Depois de participar, sem cantorias, nem grande expressividade, mas com grande convicção de que este governo nos não serve e apenas prejudica, assalta-me a dúvida acerca desta democracia, não da democracia como conceito, mas da nossa ocidental e atual democracia. Na defesa da causa desta ultima, poucos são, os que não pensam apenas nos seus direitos, alargando a democracia ao salvaguardar dos direitos fundamentais dos cidadãos e sendo justos e respeitadores de todas as pessoas e de todas as classes sociais. Esses que apenas pensam em si e nos seus direitos ou quando muito nos direitos da sua classe, não são democratas na verdadeira e original aceção da palavra, pois são corporativistas e até egoístas em alguns casos.
O que está errado no nosso país e mesmo no mundo ocidental, é o modelo governativo e a ideologia que lhe dá fundamento. Temos de lutar pelo interesse comum e pela justa repartição da riqueza e direitos, contra a busca constante do lucro como causa última, única até em muitos casos, subalternizando o trabalho em detrimento da finança e da especulação.
Toda esta dissertação, apenas porque durante a dita manifestação ouvi vários comentários, gritos, slogans e até canções serem entoados apenas para dar corpo a reclamações por perdas pessoais ou corporativas.
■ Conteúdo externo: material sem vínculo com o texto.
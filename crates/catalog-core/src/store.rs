//! Product store
//!
//! The `ProductStore` owns the client-side copy of the catalog and the
//! status of the most recent synchronization with the product service.
//!
//! ## State
//!
//! - `items`: products in the order of the last successful fetch, with
//!   created products appended and deleted products removed
//! - `status`: idle, loading, succeeded or failed. Shared by all
//!   operations; the call that settles last wins
//! - `error`: set when a fetch fails. A later success does not clear it
//!
//! ## Usage
//!
//! ```ignore
//! let store = ProductStore::new(HttpProductService::new(url)?);
//! store.fetch_all().await?;
//! for product in store.snapshot().items { ... }
//! ```
//!
//! Every operation publishes a "started" and a "settled" snapshot to
//! subscribers. Only the store writes to its state.

use serde::Serialize;
use tokio::sync::watch;
use tracing::{debug, info, warn};

use crate::error::ApiResult;
use crate::models::{NewProduct, Product, ProductId, ProductPatch};
use crate::service::ProductService;

/// Status of the most recently started synchronization
#[derive(Debug, Clone, Copy, PartialEq, Eq, Default, Serialize)]
#[serde(rename_all = "lowercase")]
pub enum RequestStatus {
    /// Nothing has been requested yet
    #[default]
    Idle,
    /// A request is in flight
    Loading,
    /// The last request to settle succeeded
    Succeeded,
    /// The last request to settle failed
    Failed,
}

impl RequestStatus {
    pub fn as_str(&self) -> &'static str {
        match self {
            RequestStatus::Idle => "idle",
            RequestStatus::Loading => "loading",
            RequestStatus::Succeeded => "succeeded",
            RequestStatus::Failed => "failed",
        }
    }
}

impl std::fmt::Display for RequestStatus {
    fn fmt(&self, f: &mut std::fmt::Formatter<'_>) -> std::fmt::Result {
        f.write_str(self.as_str())
    }
}

/// What a successful update does to the stored collection
#[derive(Debug, Clone, Copy, PartialEq, Eq, Default)]
pub enum UpdateReconciliation {
    /// Track the update like create and delete: status transitions, and the
    /// stored product with the same id is replaced by the server's copy
    #[default]
    Replace,
    /// Call the service and hand the result back, without any state
    /// transition. Neither status nor items change
    Detached,
}

/// Read-only copy of the store state
#[derive(Debug, Clone, Default, PartialEq, Serialize)]
pub struct StoreSnapshot {
    pub items: Vec<Product>,
    pub status: RequestStatus,
    pub error: bool,
}

impl StoreSnapshot {
    /// Find a product whose id coerces to `key`
    pub fn find(&self, key: &str) -> Option<&Product> {
        self.items.iter().find(|p| p.id.matches_key(key))
    }

    /// Products whose title or description contains `query` (case-insensitive)
    ///
    /// An empty query matches everything. Order is preserved.
    pub fn filter(&self, query: &str) -> Vec<&Product> {
        let needle = query.trim().to_lowercase();
        self.items
            .iter()
            .filter(|p| {
                needle.is_empty()
                    || p.title.to_lowercase().contains(&needle)
                    || p.description.to_lowercase().contains(&needle)
            })
            .collect()
    }

    pub fn len(&self) -> usize {
        self.items.len()
    }

    pub fn is_empty(&self) -> bool {
        self.items.is_empty()
    }
}

/// Client-side product store backed by a [`ProductService`]
pub struct ProductStore<S> {
    service: S,
    state: watch::Sender<StoreSnapshot>,
    updates: UpdateReconciliation,
}

impl<S: ProductService> ProductStore<S> {
    /// Create an empty store (status idle)
    pub fn new(service: S) -> Self {
        let (state, _) = watch::channel(StoreSnapshot::default());
        Self {
            service,
            state,
            updates: UpdateReconciliation::default(),
        }
    }

    /// Choose how successful updates are reconciled
    pub fn with_update_reconciliation(mut self, updates: UpdateReconciliation) -> Self {
        self.updates = updates;
        self
    }

    /// The configured update reconciliation
    pub fn update_reconciliation(&self) -> UpdateReconciliation {
        self.updates
    }

    /// The underlying product service
    pub fn service(&self) -> &S {
        &self.service
    }

    /// Copy of the current state
    pub fn snapshot(&self) -> StoreSnapshot {
        self.state.borrow().clone()
    }

    /// Current request status
    pub fn status(&self) -> RequestStatus {
        self.state.borrow().status
    }

    /// Subscribe to state changes
    ///
    /// The receiver sees every "started" and "settled" transition.
    pub fn subscribe(&self) -> watch::Receiver<StoreSnapshot> {
        self.state.subscribe()
    }

    /// Find a stored product whose id coerces to `key`
    pub fn find(&self, key: &str) -> Option<Product> {
        self.state.borrow().find(key).cloned()
    }

    // ==================== Synchronization ====================

    /// Fetch every product, replacing the stored collection
    ///
    /// On failure the collection is kept and the error flag is set.
    pub async fn fetch_all(&self) -> ApiResult<Vec<Product>> {
        self.start("fetch_all");

        match self.service.list().await {
            Ok(items) => {
                info!(count = items.len(), "Fetched products");
                let result = items.clone();
                self.state.send_modify(|s| {
                    s.items = items;
                    s.status = RequestStatus::Succeeded;
                });
                Ok(result)
            }
            Err(e) => {
                warn!(error = %e, "Failed to fetch products");
                self.state.send_modify(|s| {
                    s.status = RequestStatus::Failed;
                    s.error = true;
                });
                Err(e)
            }
        }
    }

    /// Create a product and append the server's copy
    ///
    /// If the server hands back an id that is already stored, the old entry
    /// is dropped so ids stay unique.
    pub async fn create(&self, product: &NewProduct) -> ApiResult<Product> {
        self.start("create");

        match self.service.create(product).await {
            Ok(created) => {
                info!(id = %created.id, "Created product");
                let result = created.clone();
                self.state.send_modify(|s| {
                    s.items.retain(|p| !p.id.same_as(&created.id));
                    s.items.push(created);
                    s.status = RequestStatus::Succeeded;
                });
                Ok(result)
            }
            Err(e) => {
                warn!(error = %e, "Failed to create product");
                self.fail();
                Err(e)
            }
        }
    }

    /// Update a product
    ///
    /// Under [`UpdateReconciliation::Replace`] the stored product with `id`
    /// is replaced by the server's copy (nothing happens if it is not
    /// stored), and any other entry carrying the returned id is dropped. Under [`UpdateReconciliation::Detached`] the state is left
    /// alone entirely.
    pub async fn update(&self, id: &ProductId, patch: &ProductPatch) -> ApiResult<Product> {
        if self.updates == UpdateReconciliation::Detached {
            debug!(%id, "Updating product (detached)");
            return self.service.update(id, patch).await;
        }

        self.start("update");

        match self.service.update(id, patch).await {
            Ok(updated) => {
                info!(%id, "Updated product");
                let result = updated.clone();
                self.state.send_modify(|s| {
                    if let Some(pos) = s.items.iter().position(|p| p.id.same_as(id)) {
                        let new_id = updated.id.clone();
                        s.items[pos] = updated;
                        // The server may answer with another stored id
                        let mut index = 0;
                        s.items.retain(|p| {
                            let keep = index == pos || !p.id.same_as(&new_id);
                            index += 1;
                            keep
                        });
                    }
                    s.status = RequestStatus::Succeeded;
                });
                Ok(result)
            }
            Err(e) => {
                warn!(%id, error = %e, "Failed to update product");
                self.fail();
                Err(e)
            }
        }
    }

    /// Delete a product by id key
    ///
    /// Every stored product whose id coerces to `key` is removed. Deleting
    /// an id that is not stored still succeeds if the service says so.
    pub async fn delete(&self, key: &str) -> ApiResult<String> {
        self.start("delete");

        match self.service.delete(key).await {
            Ok(()) => {
                info!(id = key, "Deleted product");
                self.state.send_modify(|s| {
                    s.items.retain(|p| !p.id.matches_key(key));
                    s.status = RequestStatus::Succeeded;
                });
                Ok(key.to_string())
            }
            Err(e) => {
                warn!(id = key, error = %e, "Failed to delete product");
                self.fail();
                Err(e)
            }
        }
    }

    /// Look up a product for the detail view
    ///
    /// Returns the stored copy when there is one, otherwise asks the
    /// service. Neither items nor status change.
    pub async fn find_or_fetch(&self, key: &str) -> ApiResult<Product> {
        if let Some(product) = self.find(key) {
            return Ok(product);
        }

        debug!(id = key, "Product not stored, fetching");
        self.service.get(key).await
    }

    fn start(&self, operation: &str) {
        debug!(operation, "Request started");
        self.state.send_modify(|s| s.status = RequestStatus::Loading);
    }

    fn fail(&self) {
        self.state.send_modify(|s| s.status = RequestStatus::Failed);
    }
}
Esta é uma condição que me deixa triste e pouco convicto que a coisa poderá mudar. Digo-o porque temo que nas próximas eleições, muitos destes manifestantes se esqueçam da razão da coisa e se inclinem a votar em quem lhes prometa a defesa pessoal ou da classe.
Erradas são as políticas que privilegiam a finança e a banca em oposição ao trabalho e à produção de riqueza por capacidade produtiva de bens transacionáveis e de consumo, tornando-nos menos dependentes de filosofias economicistas e de rácios matemáticos que são de todo enganadores da realidade dos povos.
Devíamos manifestar-nos para defender o interesse comum e no combate à política seguida pelo governo e governantes, mesmo os europeus e ocidentais, pois têm deixado que a banca e a alta finança tenham decidido os destinos do mundo e suas populações, escolhendo quem deve enriquecer e empobrecer a cada momento, independentemente de suas capacidades e possibilidades.
Durante a manifestação, debati com um amigo a questão e deixa-me sobejamente preocupado o facto de que ele é contra esta situação, por isso estava presente, mas acha que não há alternativa. Fala-me do produto, da divida, da dependência financeira do exterior e outras razões, de que ouço falar todos dos dias. Entendo-os e até sou tentado em compreender as suas razões, se achar-mos que só por nós não poderemos fazer nada. Imaginemos que Alvaro Cunhal ou Mário Soares, falando só dos mais conhecidos, pois há muitos mais nomes na mesma situação, por certo até tendo sofrido mais ou mesmo morrendo em defesa da causa, faziam o mesmo e não se tinham deixado prender ou não se tinham insurgido sem pensar na sua comodidade. Estaríamos ainda no antes 25 de Abril, o que neste momento, eu até aceitaria melhor que aquilo que temos, pois temos todos os defeitos dessa governação, mas não temos nenhuma das virtudes.
Não auguramos nada de bom deste tipo de governação, apenas o empobrecimento e a dependência do cidadão comum de quem é mais rico e poderoso. Se não se mudar de rumo, de paradigma governativo e ideológico, estaremos condenados aos tempos anteriores à grande depressão e até às ditaduras que grassaram por toda a europa no início do seculo XX.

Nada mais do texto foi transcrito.